Technology for Obtaining Composite Material with Metallic Matrix and Si-C Particles

Abstract

The technologies of producing metallic matrix composites and SiC reinforced particles are determined by the gas/liquid and liquid/solid particle transfer. A new technology of producing particle-reinforced composites is presented, the preparation facility of the alloy-particle suspension is connected directly to a continuous casting installation equipped with a water-cooled Cu catalyst. Theoretically, the values of the technological parameters necessary for the homogenous distribution and the incorporation of the reinforcement particles are presented.
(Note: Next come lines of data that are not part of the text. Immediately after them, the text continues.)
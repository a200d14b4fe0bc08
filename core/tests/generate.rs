//! Reading tree dumps and generating code for them.

use bumpalo::Bump;
use indoc::indoc;
use mjc_core::asm::AsmBuffer;
use mjc_core::ast::DeclId;
use mjc_core::{CodeGenerator, CodegenError, FrameOffsets, Register, TargetConfig, read_program};
use pretty_assertions::assert_eq;

fn generate(source: &str, config: &TargetConfig) -> (AsmBuffer, FrameOffsets) {
    let arena = Bump::new();
    let program = read_program(&arena, source).unwrap();
    CodeGenerator::compile(config, AsmBuffer::new(), program).unwrap()
}

/// Lines between the label of `method` and its `jr`, inclusive.
fn method_lines(buffer: &AsmBuffer, label: &str) -> Vec<String> {
    let texts = buffer.texts();
    let start = texts
        .iter()
        .position(|line| *line == format!("{}:", label))
        .unwrap();
    let end = start + texts[start..].iter().position(|l| l.starts_with("jr ")).unwrap();
    texts[start..=end].to_vec()
}

#[test]
fn test_formals_are_addressed_from_current_height() {
    let source = indoc! {"
        program main { }
        class Calc {
          method add#2(a#3: int @ 16, b#4: int @ 8): int this @ 24 {
            var sum#5: int = a#3 + b#4;
          }
        }
    "};
    let (buffer, offsets) = generate(source, &TargetConfig::default());

    assert_eq!(
        method_lines(&buffer, "fcn_2_add"),
        vec![
            "fcn_2_add:",
            "subu $sp,$sp,8",
            "sw $ra,4($sp)",
            "sw $s2,($sp)",
            "lw $s2,28($sp)",
            // a: height 4 + offset 16
            "lw $t0,20($sp)",
            "subu $sp,$sp,8",
            "sw $s5,4($sp)",
            "sw $t0,($sp)",
            // b: height 12 + offset 8
            "lw $t0,20($sp)",
            "subu $sp,$sp,8",
            "sw $s5,4($sp)",
            "sw $t0,($sp)",
            "lw $t0,($sp)",
            "lw $t1,8($sp)",
            "addu $t0,$t0,$t1",
            "addu $sp,$sp,8",
            "sw $t0,($sp)",
            "lw $ra,12($sp)",
            "lw $s2,8($sp)",
            "addu $sp,$sp,20",
            "jr $ra",
        ]
    );
    assert_eq!(offsets.get(DeclId(5)), Some(-12));
}

#[test]
fn test_nested_blocks_in_main() {
    let source = indoc! {"
        program
        main {
          var x#1: int = 5;
          {
            var y#2: int = x#1 - 2;
          }
        }
    "};
    let (buffer, offsets) = generate(source, &TargetConfig::default());

    assert_eq!(
        buffer.texts(),
        vec![
            ".text",
            ".globl main",
            "main:",
            "# initialize registers, etc.",
            "jal vm_init",
            // x = 5
            "subu $sp,$sp,8",
            "sw $s5,4($sp)",
            "li $t0,5",
            "sw $t0,($sp)",
            // y = x - 2
            "lw $t0,($sp)",
            "subu $sp,$sp,8",
            "sw $s5,4($sp)",
            "sw $t0,($sp)",
            "subu $sp,$sp,8",
            "sw $s5,4($sp)",
            "li $t0,2",
            "sw $t0,($sp)",
            "lw $t0,($sp)",
            "lw $t1,8($sp)",
            "subu $t0,$t1,$t0",
            "addu $sp,$sp,8",
            "sw $t0,($sp)",
            // inner block, then main block
            "addu $sp,$sp,8",
            "addu $sp,$sp,8",
            "# exit program",
            "li $v0,10",
            "syscall",
            "CLASS_String:",
            "CLASS_Object:",
        ]
    );
    assert_eq!(offsets.sorted(), vec![(DeclId(1), -8), (DeclId(2), -16)]);
}

#[test]
fn test_main_is_balanced() {
    let source = indoc! {r#"
        program
        main {
          var s#1: String = "hello" @ strLit_0;
          var n#2: int = s#1.$length(): int + 1;
          new Main.run#7(n#2, s#1): void;
        }
        class Main {
          method run#7(n#3: int @ 8, s#4: String @ 4): void this @ 12 { }
        }
    "#};
    let (buffer, _) = generate(source, &TargetConfig::default());

    let texts = buffer.texts();
    let body_start = texts.iter().position(|l| l == "jal vm_init").unwrap() + 1;
    let body_end = texts.iter().position(|l| l == "# exit program").unwrap();

    // The callee pops receiver and arguments, and every call leaves exactly
    // its result in their place, so count those effects alongside the
    // explicit adjustments.
    let pushed_args = 4 + 4 + 8 + 4; // s for `length`, then receiver, n and s for `run`
    let returned = 8; // `length` result
    let emitted = buffer.stack_growth_since(body_start, Register::Sp)
        - buffer.stack_growth_since(body_end, Register::Sp);
    assert_eq!(emitted - pushed_args + returned, 0);
}

#[test]
fn test_every_method_pops_its_frame_and_receiver() {
    let source = indoc! {"
        program main { }
        class Shapes extends Object {
          field area#1: int @ 4;
          method a#1(): void this @ 0 { var x#2: int = area#1; }
          method b#2(k#3: int @ 4): int this @ 8 {
            var y#4: int = k#3 + area#1;
            { var z#5: Shapes = this; }
          }
          method c#3(): Shapes this @ 0 { var w#6: Shapes = super; }
        }
    "};
    let config = TargetConfig::default();
    let (buffer, offsets) = generate(source, &config);

    for label in ["fcn_1_a", "fcn_2_b", "fcn_3_c"] {
        let texts = buffer.texts();
        let start = texts
            .iter()
            .position(|line| *line == format!("{}:", label))
            .unwrap();
        // Net effect of the whole method: only the receiver word is gone.
        let growth = buffer.stack_growth_since(start, Register::Sp)
            - buffer.stack_growth_since(start + method_lines(&buffer, label).len(), Register::Sp);
        assert_eq!(growth, -config.word_size, "method {}", label);
    }
    assert_eq!(offsets.get(DeclId(5)), Some(-16));
    assert_eq!(offsets.get(DeclId(6)), Some(-8));
}

fn generate_err(source: &str) -> CodegenError {
    let arena = Bump::new();
    let program = read_program(&arena, source).unwrap();
    let Err(err) = CodeGenerator::compile(&TargetConfig::default(), AsmBuffer::new(), program)
    else {
        panic!("expected generation to fail");
    };
    err
}

#[test]
fn test_huge_receiver_offset_is_rejected() {
    let source = indoc! {"
        program main { }
        class Main {
          method m#1(): void this @ 2147483647 { }
        }
    "};
    assert!(matches!(
        generate_err(source),
        CodegenError::OffsetOverflow { offset: i32::MAX, .. }
    ));
}

#[test]
fn test_locals_do_not_outlive_their_scope() {
    let source = "program main { { var x#1: int = 1; } var y#2: int = x#1; }";
    let err = generate_err(source);
    assert!(matches!(err, CodegenError::LocalOutOfScope { .. }), "{:?}", err);
    assert_eq!(err.span().map(|s| s.str_of(source)), Some("x#1"));

    let source = indoc! {"
        program main { }
        class Main {
          method a#1(): void this @ 0 { var x#1: int = 1; }
          method b#2(): void this @ 0 { var y#2: int = x#1; }
        }
    "};
    assert!(matches!(
        generate_err(source),
        CodegenError::LocalOutOfScope { .. }
    ));
}
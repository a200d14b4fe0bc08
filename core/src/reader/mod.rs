//! Reader for textual dumps of annotated program trees.
//!
//! The dump spells out everything earlier passes computed: declaration ids,
//! types, parameter and field offsets, and the position of the receiver in
//! each method's frame. See `tree.pest` for the grammar.

mod error;
pub mod reader;

pub use error::ReadError;
pub use reader::{Rule, TreeParser, read_program};
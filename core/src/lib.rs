//! Code generation core for a small object-oriented language.
//!
//! The pipeline is: [`reader`] (or [`ast::AstBuilder`]) produces an annotated
//! tree, [`compiler::CodeGenerator`] lowers it into [`asm`] lines for the
//! machine described by [`target::TargetConfig`].

pub mod asm;
pub mod ast;
pub mod compiler;
pub mod diagnostics;
pub mod reader;
pub mod target;

pub use compiler::{CodeGenerator, CodegenError, FrameOffsets};
pub use diagnostics::{Diagnostic, Severity};
pub use reader::{ReadError, read_program};
pub use target::{ConfigError, Register, TargetConfig};

/// Test utilities for enabling logging in tests
#[cfg(test)]
pub mod test_utils {
    /// Initialize tracing subscriber for tests with DEBUG level
    /// Call this at the start of tests where you want to see logging output
    ///
    /// # Example
    /// ```ignore
    /// #[test]
    /// fn test_method_frame() {
    ///     test_utils::init_test_logging();
    ///     // ... your test code
    /// }
    /// ```
    pub fn init_test_logging() {
        use tracing_subscriber::{EnvFilter, fmt};

        // Try to initialize, ignore error if already initialized
        let _ = fmt()
            .with_env_filter(
                EnvFilter::try_from_default_env().unwrap_or_else(|_| EnvFilter::new("debug")),
            )
            .with_test_writer()
            .try_init();
    }
}
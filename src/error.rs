//! Public error type for the mjc API.
//!
//! Internal errors from the reader, the generator and the target
//! configuration are converted to this type at the API boundary.

use std::fmt;
use std::io;

use mjc_core::{ConfigError, Diagnostic, Severity};

/// Public error type for all mjc operations.
#[derive(Debug)]
pub enum Error {
    /// The tree dump could not be read, or the tree could not be lowered.
    ///
    /// Carries the source so that diagnostics can be rendered against it.
    Compilation {
        diagnostics: Vec<Diagnostic>,
        source: String,
    },

    /// The target configuration is inconsistent.
    Config(ConfigError),

    /// Writing the assembly failed.
    Io(io::Error),
}

impl Error {
    pub(crate) fn compilation(source: &str, diagnostic: Diagnostic) -> Self {
        Error::Compilation {
            diagnostics: vec![diagnostic],
            source: source.to_string(),
        }
    }
}

impl fmt::Display for Error {
    fn fmt(&self, f: &mut fmt::Formatter) -> fmt::Result {
        match self {
            Error::Compilation { diagnostics, .. } => {
                let error_count = diagnostics
                    .iter()
                    .filter(|d| d.severity == Severity::Error)
                    .count();
                write!(f, "Compilation failed with {} error(s)", error_count)
            }
            Error::Config(err) => write!(f, "Invalid target configuration: {}", err),
            Error::Io(err) => write!(f, "I/O error: {}", err),
        }
    }
}

impl std::error::Error for Error {
    fn source(&self) -> Option<&(dyn std::error::Error + 'static)> {
        match self {
            Error::Compilation { .. } => None,
            Error::Config(err) => Some(err),
            Error::Io(err) => Some(err),
        }
    }
}

impl From<ConfigError> for Error {
    fn from(err: ConfigError) -> Self {
        Error::Config(err)
    }
}

impl From<io::Error> for Error {
    fn from(err: io::Error) -> Self {
        Error::Io(err)
    }
}
//! Assembly lines produced by the code generator.
//!
//! Instructions are kept typed until they reach a sink so that tests can
//! inspect them (e.g. add up every stack-pointer adjustment) without parsing
//! text. `Display` renders the assembler syntax the runtime library expects.

mod sink;

pub use sink::{AsmBuffer, CodeStream, Emitted, InstructionSink};

use core::fmt;

use crate::target::Register;

/// Third operand of an arithmetic instruction.
#[derive(Debug, Clone, Copy, PartialEq, Eq)]
pub enum Operand {
    Reg(Register),
    Imm(i32),
}

impl fmt::Display for Operand {
    fn fmt(&self, f: &mut fmt::Formatter<'_>) -> fmt::Result {
        match self {
            Operand::Reg(r) => write!(f, "{}", r),
            Operand::Imm(i) => write!(f, "{}", i),
        }
    }
}

/// The instruction repertoire the generator uses.
#[derive(Debug, Clone, PartialEq, Eq)]
pub enum Instruction {
    /// Load immediate.
    Li { rd: Register, imm: i32 },
    /// Load the address of a label.
    La { rd: Register, label: String },
    /// Load word from `offset(base)`.
    Lw {
        rt: Register,
        offset: i32,
        base: Register,
    },
    /// Store word to `offset(base)`.
    Sw {
        rt: Register,
        offset: i32,
        base: Register,
    },
    Addu {
        rd: Register,
        rs: Register,
        rt: Operand,
    },
    Subu {
        rd: Register,
        rs: Register,
        rt: Operand,
    },
    /// Call: jump and link.
    Jal { label: String },
    /// Jump to the address in a register.
    Jr { rs: Register },
    Syscall,
}

impl Instruction {
    /// Bytes this instruction pushes onto the stack (negative when it pops).
    ///
    /// Only immediate adjustments of `sp` by itself count; everything else
    /// leaves the stack pointer alone.
    pub fn stack_growth(&self, sp: Register) -> i32 {
        match *self {
            Instruction::Subu {
                rd,
                rs,
                rt: Operand::Imm(n),
            } if rd == sp && rs == sp => n,
            Instruction::Addu {
                rd,
                rs,
                rt: Operand::Imm(n),
            } if rd == sp && rs == sp => -n,
            _ => 0,
        }
    }
}

fn fmt_address(f: &mut fmt::Formatter<'_>, offset: i32, base: Register) -> fmt::Result {
    if offset == 0 {
        write!(f, "({})", base)
    } else {
        write!(f, "{}({})", offset, base)
    }
}

impl fmt::Display for Instruction {
    fn fmt(&self, f: &mut fmt::Formatter<'_>) -> fmt::Result {
        match self {
            Instruction::Li { rd, imm } => write!(f, "li {},{}", rd, imm),
            Instruction::La { rd, label } => write!(f, "la {},{}", rd, label),
            Instruction::Lw { rt, offset, base } => {
                write!(f, "lw {},", rt)?;
                fmt_address(f, *offset, *base)
            }
            Instruction::Sw { rt, offset, base } => {
                write!(f, "sw {},", rt)?;
                fmt_address(f, *offset, *base)
            }
            Instruction::Addu { rd, rs, rt } => write!(f, "addu {},{},{}", rd, rs, rt),
            Instruction::Subu { rd, rs, rt } => write!(f, "subu {},{},{}", rd, rs, rt),
            Instruction::Jal { label } => write!(f, "jal {}", label),
            Instruction::Jr { rs } => write!(f, "jr {}", rs),
            Instruction::Syscall => write!(f, "syscall"),
        }
    }
}

#[derive(Debug, Clone, PartialEq, Eq)]
pub enum Directive {
    /// Start of the code section.
    Text,
    /// Make a label visible to the linker.
    Globl(String),
}

impl fmt::Display for Directive {
    fn fmt(&self, f: &mut fmt::Formatter<'_>) -> fmt::Result {
        match self {
            Directive::Text => write!(f, ".text"),
            Directive::Globl(label) => write!(f, ".globl {}", label),
        }
    }
}

/// One line of the assembly listing.
#[derive(Debug, Clone, PartialEq, Eq)]
pub enum Line {
    Directive(Directive),
    Label(String),
    Comment(String),
    Instr(Instruction),
}

impl Line {
    pub fn as_instruction(&self) -> Option<&Instruction> {
        match self {
            Line::Instr(instr) => Some(instr),
            _ => None,
        }
    }
}

impl From<Instruction> for Line {
    fn from(instr: Instruction) -> Self {
        Line::Instr(instr)
    }
}

impl From<Directive> for Line {
    fn from(directive: Directive) -> Self {
        Line::Directive(directive)
    }
}

impl fmt::Display for Line {
    fn fmt(&self, f: &mut fmt::Formatter<'_>) -> fmt::Result {
        match self {
            Line::Directive(d) => write!(f, "{}", d),
            Line::Label(label) => write!(f, "{}:", label),
            Line::Comment(text) => write!(f, "# {}", text),
            Line::Instr(instr) => write!(f, "{}", instr),
        }
    }
}
// SPDX-License-Identifier: MIT OR Apache-2.0
//! Pointer drag override for entity positions.

use crate::keyframe::{Position, Size};

/// Axis-aligned box centered on an entity's live position.
///
/// Edges are inclusive: a point exactly on an edge is inside.
#[derive(Debug, Clone, Copy, PartialEq)]
pub struct Bounds {
    /// Left edge
    pub min_x: f32,
    /// Top edge
    pub min_y: f32,
    /// Right edge
    pub max_x: f32,
    /// Bottom edge
    pub max_y: f32,
}

impl Bounds {
    /// Box of `size` centered on `center`
    pub fn around(center: Position, size: Size) -> Self {
        let half_w = size.width.abs() / 2.0;
        let half_h = size.height.abs() / 2.0;
        Self {
            min_x: center.x - half_w,
            min_y: center.y - half_h,
            max_x: center.x + half_w,
            max_y: center.y + half_h,
        }
    }

    /// Whether `point` lies inside or on the edge
    pub fn contains(&self, point: Position) -> bool {
        point.x >= self.min_x
            && point.x <= self.max_x
            && point.y >= self.min_y
            && point.y <= self.max_y
    }
}

/// Drag state
#[derive(Debug, Clone, Copy, PartialEq, Default)]
pub enum DragState {
    /// Not dragging
    #[default]
    Idle,
    /// Position follows the pointer
    Dragging {
        /// Live position minus the pointer at grab time
        offset: Position,
    },
}

/// Two-state drag machine embedded in every entity.
///
/// The controller only owns the drag sub-state. The entity decides whether
/// it is draggable, applies the positions returned by [`Self::follow`] and
/// commits on release.
#[derive(Debug, Clone, Default)]
pub struct DragController {
    state: DragState,
}

impl DragController {
    /// Create an idle controller
    pub fn new() -> Self {
        Self::default()
    }

    /// Current state
    pub fn state(&self) -> DragState {
        self.state
    }

    /// Whether a drag is active
    pub fn is_dragging(&self) -> bool {
        matches!(self.state, DragState::Dragging { .. })
    }

    /// Grab offset of the active drag
    pub fn offset(&self) -> Option<Position> {
        match self.state {
            DragState::Dragging { offset } => Some(offset),
            DragState::Idle => None,
        }
    }

    /// Idle -> Dragging when `pointer` hits `bounds`.
    ///
    /// Returns `false` without changing state when already dragging or when
    /// the pointer misses.
    pub fn begin(&mut self, pointer: Position, position: Position, bounds: &Bounds) -> bool {
        match self.state {
            DragState::Idle if bounds.contains(pointer) => {
                self.state = DragState::Dragging {
                    offset: position - pointer,
                };
                true
            }
            _ => false,
        }
    }

    /// Position the dragged entity should take for `pointer`
    pub fn follow(&self, pointer: Position) -> Option<Position> {
        self.offset().map(|offset| pointer + offset)
    }

    /// Dragging -> Idle. Returns whether a drag was active.
    pub fn release(&mut self) -> bool {
        let was_dragging = self.is_dragging();
        self.state = DragState::Idle;
        was_dragging
    }
}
The investigation and the characterization of the achieved composites was made from the standpoint of mechanic properties (tear resilience, hardness), chemical-structural properties (scanning electron micrograph (SEM) and energy dispersive X-ray spectroscopy (EDX)), and tribological properties (linear wear intensity, friction). Furthermore, the density difference and the size of the reinforcement particles influence the critical velocity of the SiC particles at the gas/liquid interface. This critical displacement rate of the solidification front is also decisively influenced by the difference between the interphasic tensions. The tear resilience to the base alloy employed is doubled for some composites samples. Furthermore, the higher hardness of the matrix in the vicinity of its contact area with the particle confirms the formation of chemical compounds at the interface. The composites reinforced with hard SiC particles have an optimum resilience to abrasive wear.